* **EXERCISE DIRECTIONS**
Go through the data below and retype all of it exactly.
--- ENTRIES SUPPLIED ---
use std::time::Duration;

use tokio::net::TcpStream;
use tracing::debug;
use url::{Host, Url};

/// Pre-flight check: can a TCP connection to the URL's host be opened?
pub async fn is_online(url: &str, timeout: Duration) -> bool {
    let Ok(url) = Url::parse(url) else {
        return false;
    };
    let host = match url.host() {
        Some(Host::Domain(domain)) => domain.to_string(),
        Some(Host::Ipv4(addr)) => addr.to_string(),
        Some(Host::Ipv6(addr)) => addr.to_string(),
        None => return false,
    };
    let Some(port) = url.port_or_known_default() else {
        return false;
    };

    match tokio::time::timeout(timeout, TcpStream::connect((host.as_str(), port))).await {
        Ok(Ok(_)) => true,
        Ok(Err(e)) => {
            debug!("Connectivity check to {}:{} failed: {}", host, port, e);
            false
        }
        Err(_) => {
            debug!("Connectivity check to {}:{} timed out", host, port);
            false
        }
    }
}
use serde::Serialize;

/// One news item as returned by the search API.
///
/// Every field is always present; values missing from the response are
/// empty strings.
#[derive(Debug, Clone, Default, PartialEq, Eq, Serialize)]
pub struct ArticleRecord {
    pub title: String,
    pub section: String,
    /// Timestamp exactly as supplied by the API
    pub published_date: String,
    pub url: String,
    pub author: String,
}

impl ArticleRecord {
    pub fn new(
        title: impl Into<String>,
        section: impl Into<String>,
        published_date: impl Into<String>,
        url: impl Into<String>,
        author: impl Into<String>,
    ) -> Self {
        Self {
            title: title.into(),
            section: section.into(),
            published_date: published_date.into(),
            url: url.into(),
            author: author.into(),
        }
    }
}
---
* **ANSWER TO THIS TASK**
use std::time::Duration;

use tokio::net::TcpStream;
use tracing::debug;
use url::{Host, Url};

/// Pre-flight check: can a TCP connection to the URL's host be opened?
pub async fn is_online(url: &str, timeout: Duration) -> bool {
    let Ok(url) = Url::parse(url) else {
        return false;
    };
    let host = match url.host() {
        Some(Host::Domain(domain)) => domain.to_string(),
        Some(Host::Ipv4(addr)) => addr.to_string(),
        Some(Host::Ipv6(addr)) => addr.to_string(),
        None => return false,
    };
    let Some(port) = url.port_or_known_default() else {
        return false;
    };

    match tokio::time::timeout(timeout, TcpStream::connect((host.as_str(), port))).await {
        Ok(Ok(_)) => true,
        Ok(Err(e)) => {
            debug!("Connectivity check to {}:{} failed: {}", host, port, e);
            false
        }
        Err(_) => {
            debug!("Connectivity check to {}:{} timed out", host, port);
            false
        }
    }
}
use serde::Serialize;

/// One news item as returned by the search API.
///
/// Every field is always present; values missing from the response are
/// empty strings.
#[derive(Debug, Clone, Default, PartialEq, Eq, Serialize)]
pub struct ArticleRecord {
    pub title: String,
    pub section: String,
    /// Timestamp exactly as supplied by the API
    pub published_date: String,
    pub url: String,
    pub author: String,
}

impl ArticleRecord {
    pub fn new(
        title: impl Into<String>,
        section: impl Into<String>,
        published_date: impl Into<String>,
        url: impl Into<String>,
        author: impl Into<String>,
    ) -> Self {
        Self {
            title: title.into(),
            section: section.into(),
            published_date: published_date.into(),
            url: url.into(),
            author: author.into(),
        }
    }
}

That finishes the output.